Without changing anything, copy out each entry.

Provided information:
★ ★ ★ ★

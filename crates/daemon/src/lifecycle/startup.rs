// SPDX-License-Identifier: BUSL-1.1
// Copyright (c) 2026 Alfred Jean LLC

//! Daemon startup and recovery.
//!
//! Order matters: lock first (prevents a second daemon racing the
//! journal), then recover state (checkpoint + journal replay), then
//! reconcile deadlines and interrupted reverts, and only then open the
//! socket and start watching.

use super::{DaemonPaths, LifecycleError};
use crate::classifier::Classifier;
use crate::config::Config;
use crate::engine::{Runtime, RuntimeDeps};
use crate::event_bus::{EventBus, EventReader};
use crate::listener::ListenCtx;
use fs2::FileExt;
use parking_lot::{Mutex, RwLock};
use rvt_core::{ChangeState, Clock, Effect, SystemClock, TimerKind};
use rvt_probe::HostProbe;
use rvt_snapstore::{SnapshotStore, SystemSnapshotTool};
use rvt_storage::{load_checkpoint, Journal, JournalError, LedgerState};
use std::collections::HashSet;
use std::io::Write;
use std::os::unix::fs::PermissionsExt;
use std::sync::Arc;
use std::time::Instant;
use tokio::net::UnixListener;
use tracing::{info, warn};

/// Everything `main` needs after a successful startup.
pub struct StartupResult {
    pub runtime: Arc<Runtime<SystemClock>>,
    pub reader: EventReader,
    pub listen_ctx: Arc<ListenCtx>,
    pub socket: UnixListener,
    /// Held for the daemon's lifetime.
    pub lock_file: std::fs::File,
}

pub async fn startup(
    paths: &DaemonPaths,
    force_reset: bool,
) -> Result<StartupResult, LifecycleError> {
    std::fs::create_dir_all(&paths.state_dir)?;

    // Lock first - prevents two daemons racing over journal and socket.
    // Open without truncating so a failed lock leaves the holder's pid.
    let mut lock_file = std::fs::OpenOptions::new()
        .write(true)
        .create(true)
        .truncate(false)
        .open(&paths.lock)?;
    lock_file.try_lock_exclusive().map_err(LifecycleError::LockFailed)?;
    lock_file.set_len(0)?;
    writeln!(lock_file, "{}", std::process::id())?;

    // Configuration: a missing file means "watch nothing" (packaging
    // installs the config separately); an invalid file is fatal
    let config = if paths.config.exists() {
        Config::load(&paths.config, &paths.state_dir)?
    } else {
        warn!(path = %paths.config.display(), "no configuration file, watching nothing");
        Config::fallback(&paths.state_dir)
    };

    let store = Arc::new(SnapshotStore::open(&config.snapshot_location)?);
    let swept = store.sweep_incomplete()?;
    if !swept.is_empty() {
        info!(count = swept.len(), "removed interrupted snapshot captures");
    }

    // Recover ledger state: checkpoint, then journal replay after it
    let (mut state, processed_seq) = match load_checkpoint(&paths.checkpoint) {
        Ok(Some(checkpoint)) => {
            info!(
                seq = checkpoint.seq,
                changes = checkpoint.state.changes.len(),
                "loaded checkpoint"
            );
            (checkpoint.state, checkpoint.seq)
        }
        Ok(None) => (LedgerState::default(), 0),
        Err(e) if force_reset => {
            warn!(error = %e, "checkpoint unreadable, discarded (--force-reset)");
            let _ = std::fs::remove_file(&paths.checkpoint);
            (LedgerState::default(), 0)
        }
        Err(e) => return Err(LifecycleError::ReplayInconsistent(e.to_string())),
    };

    let mut journal = match Journal::open(&paths.journal, processed_seq) {
        Ok(journal) => journal,
        Err(JournalError::Inconsistent(msg)) if force_reset => {
            warn!(msg, "journal inconsistent, discarded (--force-reset)");
            let _ = std::fs::remove_file(&paths.journal);
            let _ = std::fs::remove_file(&paths.checkpoint);
            state = LedgerState::default();
            Journal::open(&paths.journal, 0)?
        }
        Err(JournalError::Inconsistent(msg)) => {
            return Err(LifecycleError::ReplayInconsistent(msg))
        }
        Err(e) => return Err(e.into()),
    };

    let mut replayed = 0usize;
    while let Some(entry) = journal.next_unprocessed() {
        state.apply(&entry.event);
        journal.mark_processed(entry.seq);
        replayed += 1;
    }
    if replayed > 0 {
        info!(replayed, seq = journal.processed_seq(), "replayed journal entries");
    }
    info!(
        changes = state.changes.len(),
        baselines = state.baselines.len(),
        safe_mode = state.safe_mode,
        "recovered ledger state"
    );
    // A fresh watcher starts with this process; degraded state does not
    // carry across restarts
    state.safe_mode = false;
    state.safe_mode_reason = None;

    let (bus, reader) = EventBus::new(journal);
    let state = Arc::new(Mutex::new(state));
    let classifier = Arc::new(RwLock::new(Classifier::compile(&config.monitoring)));
    let config = Arc::new(RwLock::new(config));
    let suppress = Arc::new(Mutex::new(HashSet::new()));

    let probe = HostProbe::detect();
    info!(descriptor = ?probe.descriptor, "host detected");
    let system_tool =
        config.read().snapshot_enable_system_tool.then(SystemSnapshotTool::detect).flatten();

    let runtime = Arc::new(Runtime::new(
        RuntimeDeps { store: Arc::clone(&store), probe: probe.clone(), system_tool },
        SystemClock,
        Arc::clone(&state),
        Arc::clone(&classifier),
        Arc::clone(&config),
        bus.clone(),
        Arc::clone(&suppress),
    ));

    reconcile(&runtime).await;

    // Baseline every watched path not covered by an in-flight change:
    // content on disk at startup is the de-facto accepted state
    let baseline_paths: Vec<_> = {
        let state = state.lock();
        classifier
            .read()
            .expand()
            .into_iter()
            .flat_map(|(_, paths)| paths)
            .filter(|p| state.change_covering(p).is_none())
            .collect()
    };
    if !baseline_paths.is_empty() {
        runtime
            .execute(Effect::CaptureBaseline {
                paths: baseline_paths,
                description: "startup baseline".into(),
            })
            .await;
    }

    // Socket last: only accept operators once recovery is done
    if paths.socket.exists() {
        std::fs::remove_file(&paths.socket)?;
    }
    if let Some(parent) = paths.socket.parent() {
        std::fs::create_dir_all(parent)?;
    }
    let socket = UnixListener::bind(&paths.socket)?;
    std::fs::set_permissions(&paths.socket, std::fs::Permissions::from_mode(0o600))?;

    let listen_ctx = Arc::new(ListenCtx {
        bus,
        state,
        journal: reader.journal(),
        store,
        classifier,
        config,
        suppress,
        probe,
        start_time: Instant::now(),
    });

    Ok(StartupResult { runtime, reader, listen_ctx, socket, lock_file })
}

/// Re-arm deadlines and resume interrupted reverts from recovered state.
async fn reconcile(runtime: &Runtime<SystemClock>) {
    let now_ms = runtime.clock.epoch_ms();
    let active: Vec<_> = {
        let state = runtime.state.lock();
        state.active_changes().into_iter().cloned().collect()
    };

    for change in active {
        match change.state {
            ChangeState::Open => {
                let remaining = change.remaining_ms(now_ms);
                info!(change = %change.id, remaining_ms = remaining, "re-arming deadline");
                runtime
                    .execute(Effect::SetTimer {
                        change_id: change.id.clone(),
                        kind: TimerKind::Deadline,
                        duration: std::time::Duration::from_millis(remaining.max(1)),
                    })
                    .await;
            }
            ChangeState::Grace => {
                let remaining =
                    change.grace_deadline_ms.unwrap_or(now_ms).saturating_sub(now_ms);
                info!(change = %change.id, remaining_ms = remaining, "re-arming grace");
                runtime
                    .execute(Effect::SetTimer {
                        change_id: change.id.clone(),
                        kind: TimerKind::Grace,
                        duration: std::time::Duration::from_millis(remaining.max(1)),
                    })
                    .await;
            }
            ChangeState::Reverting => {
                warn!(change = %change.id, "resuming interrupted revert");
                let services = runtime
                    .config
                    .read()
                    .policies
                    .for_category(&change.category)
                    .services;
                runtime
                    .execute(Effect::ExecuteRevert {
                        change_id: change.id.clone(),
                        snapshot_id: change.snapshot_id.clone(),
                        paths: change.paths.keys().cloned().collect(),
                        services,
                    })
                    .await;
            }
            _ => {}
        }
    }
}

★ ★ ★ ★

Reply to the task:
filename crates/daemon/src/lifecycle/startup.rs
// SPDX-License-Identifier: BUSL-1.1
// Copyright (c) 2026 Alfred Jean LLC

//! Daemon startup and recovery.
//!
//! Order matters: lock first (prevents a second daemon racing the
//! journal), then recover state (checkpoint + journal replay), then
//! reconcile deadlines and interrupted reverts, and only then open the
//! socket and start watching.

use super::{DaemonPaths, LifecycleError};
use crate::classifier::Classifier;
use crate::config::Config;
use crate::engine::{Runtime, RuntimeDeps};
use crate::event_bus::{EventBus, EventReader};
use crate::listener::ListenCtx;
use fs2::FileExt;
use parking_lot::{Mutex, RwLock};
use rvt_core::{ChangeState, Clock, Effect, SystemClock, TimerKind};
use rvt_probe::HostProbe;
use rvt_snapstore::{SnapshotStore, SystemSnapshotTool};
use rvt_storage::{load_checkpoint, Journal, JournalError, LedgerState};
use std::collections::HashSet;
use std::io::Write;
use std::os::unix::fs::PermissionsExt;
use std::sync::Arc;
use std::time::Instant;
use tokio::net::UnixListener;
use tracing::{info, warn};

/// Everything `main` needs after a successful startup.
pub struct StartupResult {
    pub runtime: Arc<Runtime<SystemClock>>,
    pub reader: EventReader,
    pub listen_ctx: Arc<ListenCtx>,
    pub socket: UnixListener,
    /// Held for the daemon's lifetime.
    pub lock_file: std::fs::File,
}

pub async fn startup(
    paths: &DaemonPaths,
    force_reset: bool,
) -> Result<StartupResult, LifecycleError> {
    std::fs::create_dir_all(&paths.state_dir)?;

    // Lock first - prevents two daemons racing over journal and socket.
    // Open without truncating so a failed lock leaves the holder's pid.
    let mut lock_file = std::fs::OpenOptions::new()
        .write(true)
        .create(true)
        .truncate(false)
        .open(&paths.lock)?;
    lock_file.try_lock_exclusive().map_err(LifecycleError::LockFailed)?;
    lock_file.set_len(0)?;
    writeln!(lock_file, "{}", std::process::id())?;

    // Configuration: a missing file means "watch nothing" (packaging
    // installs the config separately); an invalid file is fatal
    let config = if paths.config.exists() {
        Config::load(&paths.config, &paths.state_dir)?
    } else {
        warn!(path = %paths.config.display(), "no configuration file, watching nothing");
        Config::fallback(&paths.state_dir)
    };

    let store = Arc::new(SnapshotStore::open(&config.snapshot_location)?);
    let swept = store.sweep_incomplete()?;
    if !swept.is_empty() {
        info!(count = swept.len(), "removed interrupted snapshot captures");
    }

    // Recover ledger state: checkpoint, then journal replay after it
    let (mut state, processed_seq) = match load_checkpoint(&paths.checkpoint) {
        Ok(Some(checkpoint)) => {
            info!(
                seq = checkpoint.seq,
                changes = checkpoint.state.changes.len(),
                "loaded checkpoint"
            );
            (checkpoint.state, checkpoint.seq)
        }
        Ok(None) => (LedgerState::default(), 0),
        Err(e) if force_reset => {
            warn!(error = %e, "checkpoint unreadable, discarded (--force-reset)");
            let _ = std::fs::remove_file(&paths.checkpoint);
            (LedgerState::default(), 0)
        }
        Err(e) => return Err(LifecycleError::ReplayInconsistent(e.to_string())),
    };

    let mut journal = match Journal::open(&paths.journal, processed_seq) {
        Ok(journal) => journal,
        Err(JournalError::Inconsistent(msg)) if force_reset => {
            warn!(msg, "journal inconsistent, discarded (--force-reset)");
            let _ = std::fs::remove_file(&paths.journal);
            let _ = std::fs::remove_file(&paths.checkpoint);
            state = LedgerState::default();
            Journal::open(&paths.journal, 0)?
        }
        Err(JournalError::Inconsistent(msg)) => {
            return Err(LifecycleError::ReplayInconsistent(msg))
        }
        Err(e) => return Err(e.into()),
    };

    let mut replayed = 0usize;
    while let Some(entry) = journal.next_unprocessed() {
        state.apply(&entry.event);
        journal.mark_processed(entry.seq);
        replayed += 1;
    }
    if replayed > 0 {
        info!(replayed, seq = journal.processed_seq(), "replayed journal entries");
    }
    info!(
        changes = state.changes.len(),
        baselines = state.baselines.len(),
        safe_mode = state.safe_mode,
        "recovered ledger state"
    );
    // A fresh watcher starts with this process; degraded state does not
    // carry across restarts
    state.safe_mode = false;
    state.safe_mode_reason = None;

    let (bus, reader) = EventBus::new(journal);
    let state = Arc::new(Mutex::new(state));
    let classifier = Arc::new(RwLock::new(Classifier::compile(&config.monitoring)));
    let config = Arc::new(RwLock::new(config));
    let suppress = Arc::new(Mutex::new(HashSet::new()));

    let probe = HostProbe::detect();
    info!(descriptor = ?probe.descriptor, "host detected");
    let system_tool =
        config.read().snapshot_enable_system_tool.then(SystemSnapshotTool::detect).flatten();

    let runtime = Arc::new(Runtime::new(
        RuntimeDeps { store: Arc::clone(&store), probe: probe.clone(), system_tool },
        SystemClock,
        Arc::clone(&state),
        Arc::clone(&classifier),
        Arc::clone(&config),
        bus.clone(),
        Arc::clone(&suppress),
    ));

    reconcile(&runtime).await;

    // Baseline every watched path not covered by an in-flight change:
    // content on disk at startup is the de-facto accepted state
    let baseline_paths: Vec<_> = {
        let state = state.lock();
        classifier
            .read()
            .expand()
            .into_iter()
            .flat_map(|(_, paths)| paths)
            .filter(|p| state.change_covering(p).is_none())
            .collect()
    };
    if !baseline_paths.is_empty() {
        runtime
            .execute(Effect::CaptureBaseline {
                paths: baseline_paths,
                description: "startup baseline".into(),
            })
            .await;
    }

    // Socket last: only accept operators once recovery is done
    if paths.socket.exists() {
        std::fs::remove_file(&paths.socket)?;
    }
    if let Some(parent) = paths.socket.parent() {
        std::fs::create_dir_all(parent)?;
    }
    let socket = UnixListener::bind(&paths.socket)?;
    std::fs::set_permissions(&paths.socket, std::fs::Permissions::from_mode(0o600))?;

    let listen_ctx = Arc::new(ListenCtx {
        bus,
        state,
        journal: reader.journal(),
        store,
        classifier,
        config,
        suppress,
        probe,
        start_time: Instant::now(),
    });

    Ok(StartupResult { runtime, reader, listen_ctx, socket, lock_file })
}

/// Re-arm deadlines and resume interrupted reverts from recovered state.
async fn reconcile(runtime: &Runtime<SystemClock>) {
    let now_ms = runtime.clock.epoch_ms();
    let active: Vec<_> = {
        let state = runtime.state.lock();
        state.active_changes().into_iter().cloned().collect()
    };

    for change in active {
        match change.state {
            ChangeState::Open => {
                let remaining = change.remaining_ms(now_ms);
                info!(change = %change.id, remaining_ms = remaining, "re-arming deadline");
                runtime
                    .execute(Effect::SetTimer {
                        change_id: change.id.clone(),
                        kind: TimerKind::Deadline,
                        duration: std::time::Duration::from_millis(remaining.max(1)),
                    })
                    .await;
            }
            ChangeState::Grace => {
                let remaining =
                    change.grace_deadline_ms.unwrap_or(now_ms).saturating_sub(now_ms);
                info!(change = %change.id, remaining_ms = remaining, "re-arming grace");
                runtime
                    .execute(Effect::SetTimer {
                        change_id: change.id.clone(),
                        kind: TimerKind::Grace,
                        duration: std::time::Duration::from_millis(remaining.max(1)),
                    })
                    .await;
            }
            ChangeState::Reverting => {
                warn!(change = %change.id, "resuming interrupted revert");
                let services = runtime
                    .config
                    .read()
                    .policies
                    .for_category(&change.category)
                    .services;
                runtime
                    .execute(Effect::ExecuteRevert {
                        change_id: change.id.clone(),
                        snapshot_id: change.snapshot_id.clone(),
                        paths: change.paths.keys().cloned().collect(),
                        services,
                    })
                    .await;
            }
            _ => {}
        }
    }
}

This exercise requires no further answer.